The issue continues to be misrepresenting prior work experience.

OP posts:
ChazsBrilliantAttitude · 18/11/2024 10:56

Nancy1906 · 18/11/2024 10:27

Retail banking did not do capital modelling and liquidity risk in that period ,simple as that.

Yes capital controls were in adequate but Retail banking was not in scope

16 yrs from the crises,Retail banking is relying on simple score card models for its risk and credit card, a menial loans don't feature in the calculations,even today!

I'm not fazed by your use of Credit risk jargon at all, considering I have worked on such models all my life.

But I stand by my point. Retail bank did not do capital modelling and liquidity risk back then.

You can be who you like,as I said you can be Mickey Mouse here its an anonymous forum and yet gives plenty the licence to talk nonsense.

Simple pimples

So NatWest and Lloyds didn’t need Tier 1 capital prior to the financial crisis nor to calculate RWA.

Did anyone tell the regulators?

I really don’t understand why you think retail banks using a scorecard for individual loans is relevant when they would be modelling the whole mortgage book (residential mortgages were weighted at 50%) from memory.

We will have to agree to disagree on this point

Zonder · 18/11/2024 10:59

Disappointedagain22 · 18/11/2024 10:48

The issue continues to be misrepresenting prior work experience.

As I said before, this has been explained to you by people who work in this area. You seem to be cherry picking what you read. Quite disingenuous to keep this thread title but of course we know how that works. Johnson was a master of the craft.

Maggiethecat · 18/11/2024 11:00

Jargon or not, it’s laughable. Did anyone micro analyse the work/experience of Hunt, Kwarteng or any of their predecessors?

EasternStandard · 18/11/2024 11:01

Disappointedagain22 · 18/11/2024 10:48

The issue continues to be misrepresenting prior work experience.

Don't worry about it op, if people want to read the background they can read the thread, don't change it because pp are ordering it

Maggiethecat · 18/11/2024 11:02

Zonder · 18/11/2024 10:59

As I said before, this has been explained to you by people who work in this area.

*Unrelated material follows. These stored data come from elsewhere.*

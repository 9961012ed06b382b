use crate::image::ExecutableImage;
use crate::runtime::cached_function_table;
use clap::ArgMatches;
use std::io;
use std::path::Path;

pub fn symbols(argv: &ArgMatches) -> io::Result<()> {
    let binary = argv.value_of("binary").map(Path::new).ok_or_else(|| {
        io::Error::new(io::ErrorKind::InvalidInput, "Must specify a binary to read")
    })?;

    let image = ExecutableImage::open(binary)?;
    let table = cached_function_table(&image, binary)?;

    for (address, name) in table.iter() {
        println!("0x{:08x} {}", address, name);
    }

    Ok(())
}
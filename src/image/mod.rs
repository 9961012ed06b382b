//! Types that expose executable files to the patch engine.

mod elf;
mod executable;

pub use executable::{ExecutableImage, Region};

use crate::arch::aarch32::{disassemble, Instruction, PtrVal, Word};
use crate::error::{Error, Result};
use std::convert::TryInto;
use std::path::Path;

/// An Image is an addressable view of a program's bytes.
///
/// All addresses are virtual addresses as the program sees them when loaded,
/// not file offsets. Implementations are responsible for mapping one to the
/// other and for rejecting accesses outside of the mapped program.
///
/// An image is mutated in memory only. Nothing reaches the disk until `save`
/// is called, which consumes the image; a failed patch session therefore
/// never leaves a partially-modified file behind.
pub trait Image {
    /// Retrieve `length` bytes starting at `address`.
    fn read(&self, address: PtrVal, length: usize) -> Result<&[u8]>;

    /// Overwrite bytes starting at `address`.
    ///
    /// Writes never change the size of the image.
    fn write(&mut self, address: PtrVal, data: &[u8]) -> Result<()>;

    /// Resolve a symbol name to its address, if the image has it.
    fn resolve_symbol(&self, name: &str) -> Option<PtrVal>;

    /// Size in bytes of the object a symbol names, if it was recorded.
    fn symbol_size(&self, name: &str) -> Option<usize>;

    /// Resolve a section name to the address it is loaded at.
    fn section_address(&self, name: &str) -> Option<PtrVal>;

    /// Lazily yield the address of every occurrence of `needle`.
    fn search<'a>(&'a self, needle: &'a [u8]) -> Box<dyn Iterator<Item = PtrVal> + 'a>;

    /// Persist the image to a new file.
    fn save(self, path: &Path) -> Result<()>
    where
        Self: Sized;

    /// Resolve a symbol that the current operation cannot do without.
    fn require_symbol(&self, name: &str) -> Result<PtrVal> {
        self.resolve_symbol(name)
            .ok_or_else(|| Error::MissingSymbol(name.to_string()))
    }

    /// Read a little-endian word.
    fn read_word(&self, address: PtrVal) -> Result<Word> {
        let bytes = self.read(address, 4)?;

        Ok(Word::from_le_bytes(
            bytes.try_into().expect("read returned exactly four bytes"),
        ))
    }

    /// Encode an instruction for `address` and write it there.
    fn assemble(&mut self, address: PtrVal, instr: &Instruction) -> Result<()> {
        let bytes = instr.to_bytes(address)?;

        self.write(address, &bytes)
    }

    /// Render `length` bytes of code starting at `address` as text.
    fn disassemble(&self, address: PtrVal, length: usize) -> Result<String> {
        Ok(disassemble(self.read(address, length)?, address))
    }
}
//! CLI commands

mod build;
mod common;
mod diff;
mod main;
mod symbols;

pub use build::build;
pub use common::Command;
pub use diff::diff;
pub use main::main;
pub use symbols::symbols;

You seem to be cherry picking what you read. Quite disingenuous to keep this thread title but of course we know how that works. Johnson was a master of the craft.

You just need to grab a headline, whether or not there’s any truth and your work’s done.

BIossomtoes · 18/11/2024 11:04

Maggiethecat · 18/11/2024 11:00

Jargon or not, it’s laughable. Did anyone micro analyse the work/experience of Hunt, Kwarteng or any of their predecessors?

Of course they didn’t. This is the first time I’ve ever seen anyone take issue with the employment background of any government minister.

Nancy1906 · 18/11/2024 11:08

ChazsBrilliantAttitude · 18/11/2024 10:56

So NatWest and Lloyds didn’t need Tier 1 capital prior to the financial crisis nor to calculate RWA.

Did anyone tell the regulators?

I really don’t understand why you think retail banks using a scorecard for individual loans is relevant when they would be modelling the whole mortgage book (residential mortgages were weighted at 50%) from memory.

We will have to agree to disagree on this point

Again you're confusing Group with Retail.

Natwest was the retail bank, it belonged to the RBS .

I stand by my point.

Modelling the whole mortgage book?

Theyre not nettable , again please 😔

cardibach · 18/11/2024 11:11

Disappointedagain22 · 17/11/2024 23:24

The thing you don’t like about the analogy, is that you don’t understand it / or doesn’t suit your argument. It is not flawed.

When I can’t get a job as a delivery driver without my degree and postgrad, then it’s a fair analogy.
But you’ve said you don’t intend to change your lying title - is that because you are so blind you can’t see the lie, or are so entrenched in your bias that you like to spread misinformation? Either way, not worth discussing with. I won’t be replying to you again.

Zonder · 18/11/2024 11:20

Maggiethecat · 18/11/2024 11:02

You just need to grab a headline, whether or not there’s any truth and your work’s done.

Exactly so. @cardibach I think this is the answer to your question.